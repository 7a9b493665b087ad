// Black-box tests of the hashed containers: policy behavior, bucket
// introspection, and rehash dynamics as a caller observes them.

use cursor_collections::{MultiMap, MultiSet, Sequence, UniqueMap, UniqueSet};
use std::hash::{BuildHasher, Hasher};

// Identity-ish hasher so bucket placement is predictable in tests: the
// stored hash of a small integer key is the key itself.
#[derive(Clone, Default)]
struct IdBuildHasher;
struct IdHasher(u64);
impl BuildHasher for IdBuildHasher {
    type Hasher = IdHasher;
    fn build_hasher(&self) -> IdHasher {
        IdHasher(0)
    }
}
impl Hasher for IdHasher {
    fn write(&mut self, bytes: &[u8]) {
        for &b in bytes {
            self.0 = (self.0 << 8) | u64::from(b);
        }
    }
    fn write_u32(&mut self, v: u32) {
        self.0 = u64::from(v);
    }
    fn write_u64(&mut self, v: u64) {
        self.0 = v;
    }
    fn finish(&self) -> u64 {
        self.0
    }
}

#[test]
fn unique_map_first_write_wins() {
    let mut m: UniqueMap<String, i32> = UniqueMap::new();
    let (_, fresh) = m.insert("a".into(), 1);
    assert!(fresh);
    let (_, fresh) = m.insert("a".into(), 99);
    assert!(!fresh);
    assert_eq!(m.get("a"), Some(&1));

    let (_, fresh) = m.insert_or_assign("a".into(), 99);
    assert!(!fresh);
    assert_eq!(m.get("a"), Some(&99));
}

#[test]
fn absence_is_explicit_not_an_error() {
    let m: UniqueMap<String, i32> = [("x".to_string(), 1)].into_iter().collect();
    assert_eq!(m.find("missing"), m.end());
    assert_eq!(m.get("missing"), None);
    assert!(m.at("missing").is_err());
    assert_eq!(m.at("x"), Ok(&1));
}

#[test]
fn insertion_order_survives_rehash() {
    let mut m: UniqueMap<u32, u32, IdBuildHasher> = UniqueMap::with_hasher(IdBuildHasher);
    for k in [5, 3, 9, 1, 7, 2, 8, 4, 6, 0] {
        m.insert(k, k * 10);
    }
    let before: Vec<u32> = m.iter().map(|(k, _)| *k).collect();
    m.rehash(128);
    assert!(m.bucket_count() >= 128);
    let after: Vec<u32> = m.iter().map(|(k, _)| *k).collect();
    assert_eq!(before, after);
    assert_eq!(before, vec![5, 3, 9, 1, 7, 2, 8, 4, 6, 0]);
}

/// A map squeezed into two buckets must rehash before the load factor
/// would exceed 1.0, and every key stays reachable afterwards.
#[test]
fn overload_triggers_growth() {
    let mut m: UniqueMap<u32, u32, IdBuildHasher> =
        UniqueMap::with_bucket_count_and_hasher(2, IdBuildHasher);
    assert_eq!(m.bucket_count(), 2);
    m.insert(0, 0);
    m.insert(1, 1);
    assert_eq!(m.bucket_count(), 2);
    m.insert(2, 2);
    assert!(m.bucket_count() > 2);
    for k in 0..3 {
        assert_eq!(m.get(&k), Some(&k));
    }
    assert!(m.load_factor() <= m.max_load_factor());
}

#[test]
fn bucket_placement_is_modular() {
    let mut m: UniqueMap<u64, (), IdBuildHasher> = UniqueMap::with_hasher(IdBuildHasher);
    m.rehash(16);
    let n = m.bucket_count() as u64;
    for k in 0..40 {
        m.insert(k, ());
    }
    let n2 = m.bucket_count() as u64;
    for k in 0..40u64 {
        assert_eq!(m.bucket_of(&k) as u64, k % n2);
    }
    assert!(n2 >= n);
    let occupancy: usize = (0..m.bucket_count()).map(|b| m.bucket_size(b)).sum();
    assert_eq!(occupancy, m.len());
}

#[test]
fn lower_max_load_factor_grows_earlier() {
    let mut m: UniqueMap<u32, u32> = UniqueMap::with_bucket_count(8);
    m.set_max_load_factor(0.5);
    for k in 0..5 {
        m.insert(k, k);
    }
    // 5 entries over 8 buckets would be 0.625.
    assert!(m.bucket_count() > 8);
    assert!(m.load_factor() <= 0.5 + f64::EPSILON);
}

#[test]
fn reserve_prevents_intermediate_rehashes() {
    let mut m: UniqueMap<u32, u32> = UniqueMap::new();
    m.reserve(1000);
    let buckets = m.bucket_count();
    for k in 0..1000 {
        m.insert(k, k);
    }
    assert_eq!(m.bucket_count(), buckets);
}

#[test]
fn erase_at_returns_successor() {
    let mut m: UniqueMap<u32, u32> = (0..4u32).map(|k| (k, k)).collect();
    let c = m.find(&1);
    let ((k, _), after) = m.erase_at(c).unwrap();
    assert_eq!(k, 1);
    assert_eq!(m.pair_at(after).unwrap().0, 2);
    let keys: Vec<u32> = m.iter().map(|(k, _)| *k).collect();
    assert_eq!(keys, vec![0, 2, 3]);
}

#[test]
fn multi_map_keeps_duplicates_in_order() {
    let mut m: MultiMap<&str, i32> = MultiMap::new();
    m.insert("k", 1);
    m.insert("other", 0);
    m.insert("k", 2);
    m.insert("k", 3);
    assert_eq!(m.count(&"k"), 3);

    let values: Vec<i32> = m
        .find_all(&"k")
        .into_iter()
        .map(|c| m.pair_at(c).unwrap().1)
        .collect();
    assert_eq!(values, vec![1, 2, 3]);

    assert_eq!(m.erase(&"k"), 3);
    assert_eq!(m.count(&"k"), 0);
    assert_eq!(m.len(), 1);
}

#[test]
fn map_merge_moves_entries() {
    let mut a: UniqueMap<u32, u32> = [(1, 10), (2, 20)].into_iter().collect();
    let mut b: UniqueMap<u32, u32> = [(2, 99), (3, 30)].into_iter().collect();
    a.merge(&mut b);
    assert!(b.is_empty());
    assert_eq!(a.len(), 3);
    // The existing mapping wins; the duplicate from `b` is dropped.
    assert_eq!(a.get(&2), Some(&20));
    assert_eq!(a.get(&3), Some(&30));
}

#[test]
fn multi_merge_keeps_everything() {
    let mut a: MultiMap<u32, u32> = MultiMap::new();
    a.insert(1, 10);
    let mut b: MultiMap<u32, u32> = MultiMap::new();
    b.insert(1, 11);
    b.insert(2, 20);
    a.merge(&mut b);
    assert!(b.is_empty());
    assert_eq!(a.count(&1), 2);
    assert_eq!(a.len(), 3);
}

#[test]
fn unique_set_rejects_duplicates() {
    let mut s: UniqueSet<String> = UniqueSet::new();
    assert!(s.insert("a".into()).1);
    assert!(!s.insert("a".into()).1);
    assert!(s.contains("a"));
    assert_eq!(s.len(), 1);
    assert_eq!(s.extract("a"), Some("a".to_string()));
    assert!(s.is_empty());
}

#[test]
fn multi_set_counts_multiplicity() {
    let mut s: MultiSet<i32> = MultiSet::new();
    for x in [1, 2, 1, 1] {
        s.insert(x);
    }
    assert_eq!(s.count(&1), 3);
    assert_eq!(s.count(&2), 1);
    assert_eq!(s.erase(&1), 3);
    assert_eq!(s.len(), 1);
}

#[test]
fn clear_keeps_bucket_array() {
    let mut m: UniqueMap<u32, u32> = (0..100u32).map(|k| (k, k)).collect();
    let buckets = m.bucket_count();
    m.clear();
    assert!(m.is_empty());
    assert_eq!(m.bucket_count(), buckets);
    m.insert(7, 7);
    assert_eq!(m.get(&7), Some(&7));
}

Work to complete
Show each line from the listing above that includes the word "MultiSet".

Solution
use cursor_collections::{MultiMap, MultiSet, Sequence, UniqueMap, UniqueSet};
    let mut s: MultiSet<i32> = MultiSet::new();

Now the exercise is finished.